> [What you should do]:
Only these lines of the data below are wanted: the one with "type Err = ParseTaskTypeError;", the one with "pub fn remove(&mut", and any lines between them, each repeated exactly.

> [Given records]:
impl fmt::Display for TaskType {
    fn fmt(&self, f: &mut fmt::Formatter<'_>) -> fmt::Result {
        match self {
            TaskType::Basic => write!(f, "basic"),
            TaskType::Routine => write!(f, "routine"),
            TaskType::Related => write!(f, "related"),
            TaskType::LongInterval => write!(f, "long_interval"),
        }
    }
}

#[derive(Error, Debug, PartialEq)]
#[error("Invalid task type: {0}")]
pub struct ParseTaskTypeError(String);

impl FromStr for TaskType {
    type Err = ParseTaskTypeError;

    fn from_str(s: &str) -> Result<Self, Self::Err> {
        match s.to_lowercase().as_str() {
            "basic" => Ok(TaskType::Basic),
            "routine" => Ok(TaskType::Routine),
            "related" => Ok(TaskType::Related),
            "long_interval" => Ok(TaskType::LongInterval),
            _ => Err(ParseTaskTypeError(s.to_string())),
        }
    }
}

const ALL_DAYS: [Weekday; 7] = [
    Weekday::Mon,
    Weekday::Tue,
    Weekday::Wed,
    Weekday::Thu,
    Weekday::Fri,
    Weekday::Sat,
    Weekday::Sun,
];

/// A set of weekdays, stored in rows as a JSON array of day names.
#[derive(Debug, Clone, Copy, Default, PartialEq, Eq)]
pub struct WeekdaySet(u8);

impl WeekdaySet {
    pub const fn empty() -> Self {
        Self(0)
    }

    pub fn insert(&mut self, day: Weekday) {
        self.0 |= 1 << day.num_days_from_monday();
    }

    pub fn remove(&mut self, day: Weekday) {
        self.0 &= !(1 << day.num_days_from_monday());
    }

    pub fn contains(&self, day: Weekday) -> bool {
        self.0 & (1 << day.num_days_from_monday()) != 0
    }

    pub fn is_empty(&self) -> bool {
        self.0 == 0
    }

    pub fn len(&self) -> usize {
        self.0.count_ones() as usize
    }

    /// Iterates Monday-first regardless of insertion order.
    pub fn iter(&self) -> impl Iterator<Item = Weekday> + '_ {
        ALL_DAYS.iter().copied().filter(|day| self.contains(*day))
    }
}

> [Answer for the task]:
    type Err = ParseTaskTypeError;

    fn from_str(s: &str) -> Result<Self, Self::Err> {
        match s.to_lowercase().as_str() {
            "basic" => Ok(TaskType::Basic),
            "routine" => Ok(TaskType::Routine),
            "related" => Ok(TaskType::Related),
            "long_interval" => Ok(TaskType::LongInterval),
            _ => Err(ParseTaskTypeError(s.to_string())),
        }
    }
}

const ALL_DAYS: [Weekday; 7] = [
    Weekday::Mon,
    Weekday::Tue,
    Weekday::Wed,
    Weekday::Thu,
    Weekday::Fri,
    Weekday::Sat,
    Weekday::Sun,
];

/// A set of weekdays, stored in rows as a JSON array of day names.
#[derive(Debug, Clone, Copy, Default, PartialEq, Eq)]
pub struct WeekdaySet(u8);

impl WeekdaySet {
    pub const fn empty() -> Self {
        Self(0)
    }

    pub fn insert(&mut self, day: Weekday) {
        self.0 |= 1 << day.num_days_from_monday();
    }

    pub fn remove(&mut self, day: Weekday) {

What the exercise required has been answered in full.